Жесткая вульгарность Лас-Вегаса не препятствует тому, чтобы отдавать себе отчет в том, что сотни тысяч людей единовременно наслаждаются там полнотой существования и что дизайн-программы этого города-фантома настроены абсолютно точно на волну массового ожидания. Заметно и другое: именно эта, жесткая версия заметно проникает в «серьезную» городскую среду. Сначала это был всего лишь гигантский золоченый «фунтик» над кровлей токийского центра развлечений. Затем Фрэнк Гери сооружает «диснейленд» Музея Гуггенхейма в Бильбао и встраивает некую золоченую «штуку» в интерьер нового банка у Бранденбургских ворот в Берлине. Теперь уже в торговом центре на восточном берегу Темзы утверждена бронзовая каравелла, перекликающаяся с подлинной Катти-Сарк неподалеку, колесо обозрения, сооруженное к Миллениуму, высится над рекой, превращая колокольню Биг-Бен в старую игрушку, а сэр Норман Фостер, не изменяя технологичности хай-тека, возводит в центре лондонского Сити вызывающий «огурец» офиса. Проект – победитель конкурса на новое здание Мариинского театра в Петербурге родом из того же семейства, и есть все больше оснований подозревать, что жесткое травестирование Диснейленда утверждается в правах как норма, знаменуя собой финал архитектуры и торжество тотальной дизайн-политики.
Последняя треть ушедшего века характеризуется тем, что, резко ускорив процесс инноваций, ключевые производители массовой продукции в то же время используют механизм контролируемого торможения выпуска новинок на рынок, что окончательно разорвало исторические связи дизайна с прикладным искусством, в котором каждая вещь трактовалась как абсолютная ценность. Крупнейшие корпорации нарабатывают целые пакеты технических инноваций и сопровождающих их дизайнерских разработок на десять лет вперед, пуская их в ход в точном соответствии с программированным искусственным старением товаров массового спроса. Понятно, что уже по соображениям коммерческой тайны такая практика еще жестче отсекает стафф-дизайнеров компании от тех профессионалов, кто аналогичным образом работает в других компаниях. Строго говоря, несмотря на то, что международный союз дизайнерских объединений (ICSID) здравствует, говорить о едином «цехе» уже затруднительно, так как реальный контакт осуществляется только через выставки вроде «100 % Дизайн» и публикации. Следует добавить, что последние тридцать лет работа дизайнеров (равно как архитекторов) и осуществляется и осмысляется на фоне общих и потому неизбежно вульгаризованных перепевов философии постмодернизма во всем, что касается равенства любого «текста» с любым другим, полной относительности любой гуманитарной (значит и эстетической) нормы.

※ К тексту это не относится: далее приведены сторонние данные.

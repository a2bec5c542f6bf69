use chrono::{DateTime, Utc};

use super::DomainEvent;
use crate::utils::CircuitPhase;

/// A publication that did not reach the broker on the first try.
///
/// Lives in the re-publication queue until the broker accepts the event or it
/// is handed to the dead-letter path.
#[derive(Debug, Clone)]
pub struct PublicationAttempt {
    pub event: DomainEvent,
    pub attempt: u32,
    pub observed_phase: CircuitPhase,
    pub first_failed_at: DateTime<Utc>,
    pub last_error: String,
}

impl PublicationAttempt {
    pub fn first_failure(event: DomainEvent, observed_phase: CircuitPhase, error: String) -> Self {
        Self {
            event,
            attempt: 1,
            observed_phase,
            first_failed_at: Utc::now(),
            last_error: error,
        }
    }

    /// Record another failed attempt.
    pub fn failed_again(&mut self, observed_phase: CircuitPhase, error: String) {
        self.attempt += 1;
        self.observed_phase = observed_phase;
        self.last_error = error;
    }
}
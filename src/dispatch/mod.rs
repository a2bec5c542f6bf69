// ============================================================================
// Transactional Dispatch
// ============================================================================
//
// Events raised while a business operation runs are recorded in an
// `EventBuffer` owned by that operation. The coordinator hands them to the
// publisher only after the persistence layer reports a successful commit; on
// rollback, or a failed commit, the buffer is dropped unpublished.
//
// Publish attempts may still be skipped by a crash between commit and
// release, which is why consumers deduplicate.
//
// ============================================================================

mod buffer;
mod coordinator;
mod transaction;

pub use buffer::EventBuffer;
pub use coordinator::{DispatchCoordinator, DispatchReport};
pub use transaction::Transaction;
use async_trait::async_trait;
use parking_lot::Mutex;
use std::collections::HashMap;
use std::sync::atomic::{AtomicU32, AtomicU64, Ordering};
use std::sync::Arc;
use uuid::Uuid;

use super::aggregate::OrderAggregate;
use crate::dispatch::Transaction;
use crate::errors::StorageError;

/// Persistence collaborator for orders.
///
/// Each business operation begins its own transaction; nothing written through
/// it is visible to others until `commit`.
#[async_trait]
pub trait OrderStore: Send + Sync {
    type Tx: OrderTransaction;

    async fn begin(&self) -> Result<Self::Tx, StorageError>;
}

#[async_trait]
pub trait OrderTransaction: Transaction {
    async fn load(&mut self, order_id: Uuid) -> Result<Option<OrderAggregate>, StorageError>;

    /// Stage `order`. Its `version` must be exactly one past the stored one
    /// (1 for a new order), otherwise commit fails with a conflict.
    async fn save(&mut self, order: &OrderAggregate) -> Result<(), StorageError>;
}

// ============================================================================
// In-memory store
// ============================================================================

#[derive(Default)]
struct Inner {
    orders: Mutex<HashMap<Uuid, OrderAggregate>>,
    failing_begins: AtomicU32,
    failing_commits: AtomicU32,
    commits: AtomicU64,
    rollbacks: AtomicU64,
}

/// Map-backed store with failure injection, used by tests and the demo binary.
#[derive(Clone, Default)]
pub struct InMemoryOrderStore {
    inner: Arc<Inner>,
}

impl InMemoryOrderStore {
    pub fn new() -> Self {
        Self::default()
    }

    /// Make the next `count` calls to `begin` fail with a transient error.
    pub fn fail_next_begins(&self, count: u32) {
        self.inner.failing_begins.store(count, Ordering::SeqCst);
    }

    /// Make the next `count` commits fail with a transient error.
    pub fn fail_next_commits(&self, count: u32) {
        self.inner.failing_commits.store(count, Ordering::SeqCst);
    }

    pub fn get(&self, order_id: Uuid) -> Option<OrderAggregate> {
        self.inner.orders.lock().get(&order_id).cloned()
    }

    pub fn commit_count(&self) -> u64 {
        self.inner.commits.load(Ordering::SeqCst)
    }

    pub fn rollback_count(&self) -> u64 {
        self.inner.rollbacks.load(Ordering::SeqCst)
    }
}

fn take_failure(counter: &AtomicU32) -> bool {
    counter
        .fetch_update(Ordering::SeqCst, Ordering::SeqCst, |n| n.checked_sub(1))
        .is_ok()
}

#[async_trait]
impl OrderStore for InMemoryOrderStore {
    type Tx = InMemoryOrderTx;

    async fn begin(&self) -> Result<Self::Tx, StorageError> {
        if take_failure(&self.inner.failing_begins) {
            return Err(StorageError::Unavailable("connection refused".into()));
        }

        Ok(InMemoryOrderTx {
            inner: self.inner.clone(),
            staged: Vec::new(),
        })
    }
}

pub struct InMemoryOrderTx {
    inner: Arc<Inner>,
    staged: Vec<OrderAggregate>,
}

#[async_trait]
impl Transaction for InMemoryOrderTx {
    async fn commit(self) -> Result<(), StorageError> {
        if take_failure(&self.inner.failing_commits) {
            return Err(StorageError::Unavailable("connection reset during commit".into()));
        }

        let mut orders = self.inner.orders.lock();
        for order in &self.staged {
            let actual = orders.get(&order.id).map(|o| o.version).unwrap_or(0);
            let expected = order.version - 1;
            if actual != expected {
                return Err(StorageError::Conflict {
                    order_id: order.id,
                    expected,
                    actual,
                });
            }
        }
        for order in self.staged {
            orders.insert(order.id, order);
        }

        self.inner.commits.fetch_add(1, Ordering::SeqCst);
        Ok(())
    }

    async fn rollback(self) -> Result<(), StorageError> {
        self.inner.rollbacks.fetch_add(1, Ordering::SeqCst);
        Ok(())
    }
}

#[async_trait]
impl OrderTransaction for InMemoryOrderTx {
    async fn load(&mut self, order_id: Uuid) -> Result<Option<OrderAggregate>, StorageError> {
        if let Some(staged) = self.staged.iter().rev().find(|o| o.id == order_id) {
            return Ok(Some(staged.clone()));
        }
        Ok(self.inner.orders.lock().get(&order_id).cloned())
    }

    async fn save(&mut self, order: &OrderAggregate) -> Result<(), StorageError> {
        self.staged.retain(|o| o.id != order.id);
        self.staged.push(order.clone());
        Ok(())
    }
}

#[cfg(test)]
mod tests {
    use super::*;
    use crate::domain::order::OrderItem;

    fn order() -> OrderAggregate {
        OrderAggregate::create(Uuid::new_v4(), Uuid::new_v4(), vec![OrderItem::new(Uuid::new_v4(), 1)])
            .unwrap()
            .0
    }

    #[tokio::test]
    async fn test_writes_visible_only_after_commit() {
        let store = InMemoryOrderStore::new();
        let order = order();

        let mut tx = store.begin().await.unwrap();
        tx.save(&order).await.unwrap();
        assert!(store.get(order.id).is_none());
        assert_eq!(tx.load(order.id).await.unwrap(), Some(order.clone()));

        tx.commit().await.unwrap();
        assert_eq!(store.get(order.id), Some(order));
        assert_eq!(store.commit_count(), 1);
    }

    #[tokio::test]
    async fn test_rollback_discards_writes() {
        let store = InMemoryOrderStore::new();
        let order = order();

        let mut tx = store.begin().await.unwrap();
        tx.save(&order).await.unwrap();
        tx.rollback().await.unwrap();

        assert!(store.get(order.id).is_none());
        assert_eq!(store.rollback_count(), 1);
    }

    #[tokio::test]
    async fn test_stale_version_conflicts() {
        let store = InMemoryOrderStore::new();
        let order = order();

        let mut tx = store.begin().await.unwrap();
        tx.save(&order).await.unwrap();
        tx.commit().await.unwrap();

        // A second create of the same id is a stale write
        let mut tx = store.begin().await.unwrap();
        tx.save(&order).await.unwrap();
        let result = tx.commit().await;

        assert_eq!(
            result.unwrap_err(),
            StorageError::Conflict { order_id: order.id, expected: 0, actual: 1 }
        );
    }

    #[tokio::test]
    async fn test_injected_failures_are_consumed() {
        let store = InMemoryOrderStore::new();
        store.fail_next_begins(2);

        assert!(store.begin().await.is_err());
        assert!(store.begin().await.is_err());
        assert!(store.begin().await.is_ok());
    }
}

Иначе обстоит дело с уже отдаленным периодом, охватывающим 1910–1970 годы. В самом начале этого периода обнаруживаем несколько причудливое слияние функционально ориентированной ветви ар-нуво, младенческой массовой индустрии и быстро взрослевшей индустрии массовой моды в одежде, начиная с Коко Шанель. Вторая декада века принесла фантастический взрыв творческой энергии, не имевшей серьезных шансов на немедленное воплощение в материале в разоренной войной Европе.
Именно потому, что «прожективных» проектных работ никто не ждал на производстве, на некоторое время сложилась обстановка свободного формотворчества, которое естественно опиралась на угасавшие кубизм и супрематизм, наряду с увлечением социалистическими идеями. Впрочем, в США дело обстояло существенно иначе вплоть до Великого кризиса 1929 года, о чем в Европе нередко забывают, увлекшись собственными, весьма эффектными демонстрациями модернизма. Есть все основания усомниться в однозначности привычного выражения «двадцатые годы», поскольку за ним скрываются фактически две различные сущности. Так, обычно говоря о Парижской международной выставке декоративного и современного индустриального искусства 1925 года (в нашей литературе ее обычно именуют сокращенно – выставкой декоративного искусства), акцент делается лишь на двух композициях. Одна – это советский павильон Константина Мельникова, который вызвал сенсацию. Другая – павильон Esprit Nouveau Ле Корбюзье, у большинства тогда вызвавший недоумение. Однако основной акцент выставки был в действительности сделан на экспозициях мастеров ар-деко, где наряду с дюжиной первоклассных мастеров Франции были представлены отличные работы британской керамистки Клары Клифф или нью-йоркского дизайнера Дональда Диски, который был автором всей обширной системы декора знаменитого Радио-Сити.